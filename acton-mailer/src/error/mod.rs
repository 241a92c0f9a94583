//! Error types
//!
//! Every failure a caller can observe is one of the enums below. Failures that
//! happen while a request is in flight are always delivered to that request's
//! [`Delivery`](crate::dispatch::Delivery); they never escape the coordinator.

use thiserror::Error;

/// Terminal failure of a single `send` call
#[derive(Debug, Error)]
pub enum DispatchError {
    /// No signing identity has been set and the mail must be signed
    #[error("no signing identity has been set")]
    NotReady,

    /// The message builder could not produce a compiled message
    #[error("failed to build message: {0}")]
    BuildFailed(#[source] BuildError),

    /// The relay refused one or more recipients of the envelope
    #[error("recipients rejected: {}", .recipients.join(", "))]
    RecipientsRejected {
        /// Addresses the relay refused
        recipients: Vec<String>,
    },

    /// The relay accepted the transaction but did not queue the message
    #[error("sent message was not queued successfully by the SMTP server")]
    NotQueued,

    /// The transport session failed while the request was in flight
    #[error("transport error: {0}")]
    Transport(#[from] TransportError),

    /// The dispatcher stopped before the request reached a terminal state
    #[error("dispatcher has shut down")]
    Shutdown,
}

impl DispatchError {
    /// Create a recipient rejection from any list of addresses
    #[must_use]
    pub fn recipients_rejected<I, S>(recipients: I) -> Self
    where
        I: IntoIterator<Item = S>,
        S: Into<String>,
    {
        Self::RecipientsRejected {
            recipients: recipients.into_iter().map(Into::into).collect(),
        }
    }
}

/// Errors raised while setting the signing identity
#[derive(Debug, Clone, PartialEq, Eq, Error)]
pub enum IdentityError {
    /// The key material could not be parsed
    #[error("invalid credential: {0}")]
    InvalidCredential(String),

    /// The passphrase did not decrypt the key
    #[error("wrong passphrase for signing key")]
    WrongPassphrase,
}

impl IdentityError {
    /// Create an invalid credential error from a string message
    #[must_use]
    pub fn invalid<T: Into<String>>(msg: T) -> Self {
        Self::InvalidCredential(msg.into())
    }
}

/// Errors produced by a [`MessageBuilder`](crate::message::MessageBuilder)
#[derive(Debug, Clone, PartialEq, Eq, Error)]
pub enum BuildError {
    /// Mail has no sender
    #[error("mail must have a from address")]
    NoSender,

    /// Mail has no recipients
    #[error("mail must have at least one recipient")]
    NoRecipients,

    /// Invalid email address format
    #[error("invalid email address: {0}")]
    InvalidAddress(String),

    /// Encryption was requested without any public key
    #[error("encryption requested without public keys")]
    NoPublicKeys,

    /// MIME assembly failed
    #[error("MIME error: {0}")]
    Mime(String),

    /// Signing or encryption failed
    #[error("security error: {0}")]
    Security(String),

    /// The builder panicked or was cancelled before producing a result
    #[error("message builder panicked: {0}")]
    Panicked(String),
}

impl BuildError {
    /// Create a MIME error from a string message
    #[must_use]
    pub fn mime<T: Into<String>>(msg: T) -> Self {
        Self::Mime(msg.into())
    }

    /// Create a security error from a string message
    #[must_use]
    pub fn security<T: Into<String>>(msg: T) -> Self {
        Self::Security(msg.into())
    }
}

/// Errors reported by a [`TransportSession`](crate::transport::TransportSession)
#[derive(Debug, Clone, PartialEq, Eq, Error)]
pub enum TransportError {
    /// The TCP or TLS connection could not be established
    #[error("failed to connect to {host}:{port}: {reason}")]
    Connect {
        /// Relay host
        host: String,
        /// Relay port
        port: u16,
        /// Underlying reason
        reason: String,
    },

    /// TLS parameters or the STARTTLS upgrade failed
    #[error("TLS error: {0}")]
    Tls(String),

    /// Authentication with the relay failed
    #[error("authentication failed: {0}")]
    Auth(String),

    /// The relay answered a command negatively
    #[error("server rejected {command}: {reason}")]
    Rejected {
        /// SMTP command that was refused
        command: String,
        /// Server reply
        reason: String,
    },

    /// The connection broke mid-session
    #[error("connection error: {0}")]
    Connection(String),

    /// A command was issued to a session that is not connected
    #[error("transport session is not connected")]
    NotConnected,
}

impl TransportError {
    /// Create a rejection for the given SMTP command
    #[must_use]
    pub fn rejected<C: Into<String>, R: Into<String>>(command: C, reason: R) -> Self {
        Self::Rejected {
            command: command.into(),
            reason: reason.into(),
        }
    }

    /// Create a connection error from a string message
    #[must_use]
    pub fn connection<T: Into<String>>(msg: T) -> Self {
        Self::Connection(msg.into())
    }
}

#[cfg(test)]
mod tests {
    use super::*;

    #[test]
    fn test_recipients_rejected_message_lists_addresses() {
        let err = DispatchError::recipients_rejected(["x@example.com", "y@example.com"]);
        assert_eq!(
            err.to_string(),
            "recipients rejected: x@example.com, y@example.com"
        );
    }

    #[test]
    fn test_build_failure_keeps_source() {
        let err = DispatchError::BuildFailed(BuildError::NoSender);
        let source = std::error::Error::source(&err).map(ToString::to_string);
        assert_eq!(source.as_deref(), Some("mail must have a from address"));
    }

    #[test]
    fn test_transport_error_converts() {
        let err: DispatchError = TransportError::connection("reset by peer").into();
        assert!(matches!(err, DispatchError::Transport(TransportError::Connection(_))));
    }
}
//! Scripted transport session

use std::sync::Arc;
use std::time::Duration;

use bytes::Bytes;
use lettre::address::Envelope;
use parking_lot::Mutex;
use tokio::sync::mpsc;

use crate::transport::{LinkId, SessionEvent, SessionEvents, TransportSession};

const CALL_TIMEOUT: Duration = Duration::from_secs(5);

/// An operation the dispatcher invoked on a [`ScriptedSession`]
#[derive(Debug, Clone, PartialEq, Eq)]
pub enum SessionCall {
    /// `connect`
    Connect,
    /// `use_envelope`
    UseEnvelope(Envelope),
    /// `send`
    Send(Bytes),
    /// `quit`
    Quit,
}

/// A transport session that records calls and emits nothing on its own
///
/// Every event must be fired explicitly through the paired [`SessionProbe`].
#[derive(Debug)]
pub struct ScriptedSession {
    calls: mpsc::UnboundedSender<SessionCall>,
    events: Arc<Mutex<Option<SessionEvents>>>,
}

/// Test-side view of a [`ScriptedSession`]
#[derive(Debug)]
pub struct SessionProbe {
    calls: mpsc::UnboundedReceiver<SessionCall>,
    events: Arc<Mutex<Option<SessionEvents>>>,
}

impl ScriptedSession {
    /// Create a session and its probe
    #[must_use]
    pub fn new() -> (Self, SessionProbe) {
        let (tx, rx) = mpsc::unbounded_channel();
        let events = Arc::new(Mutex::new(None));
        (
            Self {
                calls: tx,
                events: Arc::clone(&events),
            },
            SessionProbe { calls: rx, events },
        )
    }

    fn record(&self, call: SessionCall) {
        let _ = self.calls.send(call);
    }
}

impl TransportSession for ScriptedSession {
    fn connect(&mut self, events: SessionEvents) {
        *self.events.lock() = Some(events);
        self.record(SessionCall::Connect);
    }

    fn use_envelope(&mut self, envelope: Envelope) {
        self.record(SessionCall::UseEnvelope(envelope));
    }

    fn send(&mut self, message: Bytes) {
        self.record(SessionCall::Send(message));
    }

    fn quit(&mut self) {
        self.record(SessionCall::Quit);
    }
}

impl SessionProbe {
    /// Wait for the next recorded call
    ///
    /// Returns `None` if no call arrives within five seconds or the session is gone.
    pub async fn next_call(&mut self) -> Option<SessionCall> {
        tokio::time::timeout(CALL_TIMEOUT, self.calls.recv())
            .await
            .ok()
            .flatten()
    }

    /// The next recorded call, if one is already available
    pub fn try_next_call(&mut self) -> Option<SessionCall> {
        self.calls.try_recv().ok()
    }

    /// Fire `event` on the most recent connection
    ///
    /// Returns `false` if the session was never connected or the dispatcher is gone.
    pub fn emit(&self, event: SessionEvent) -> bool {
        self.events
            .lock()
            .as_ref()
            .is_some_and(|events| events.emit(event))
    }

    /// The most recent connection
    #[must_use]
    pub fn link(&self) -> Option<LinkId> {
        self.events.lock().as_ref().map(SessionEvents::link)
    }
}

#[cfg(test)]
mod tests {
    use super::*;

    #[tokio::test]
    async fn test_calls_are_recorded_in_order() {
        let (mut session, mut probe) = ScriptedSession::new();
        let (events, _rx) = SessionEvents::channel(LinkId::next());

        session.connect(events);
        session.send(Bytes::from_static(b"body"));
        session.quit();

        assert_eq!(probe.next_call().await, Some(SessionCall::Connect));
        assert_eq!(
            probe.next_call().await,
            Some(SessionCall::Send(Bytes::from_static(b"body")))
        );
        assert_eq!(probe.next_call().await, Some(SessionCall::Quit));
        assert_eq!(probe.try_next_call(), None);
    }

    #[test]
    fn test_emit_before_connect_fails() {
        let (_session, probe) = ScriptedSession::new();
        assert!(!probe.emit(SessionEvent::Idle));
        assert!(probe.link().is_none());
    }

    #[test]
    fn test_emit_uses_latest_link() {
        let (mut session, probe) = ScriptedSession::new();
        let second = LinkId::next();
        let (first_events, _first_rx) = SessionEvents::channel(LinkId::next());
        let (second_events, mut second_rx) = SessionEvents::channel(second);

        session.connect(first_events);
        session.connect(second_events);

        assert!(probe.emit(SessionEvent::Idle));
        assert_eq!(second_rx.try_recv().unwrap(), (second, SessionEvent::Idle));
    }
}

■ **WHAT IS EXPECTED**
Take every line from the data above that holds "recent" and copy it out.

■ **OUTPUT FOR THIS EXERCISE**
    /// Fire `event` on the most recent connection
    /// The most recent connection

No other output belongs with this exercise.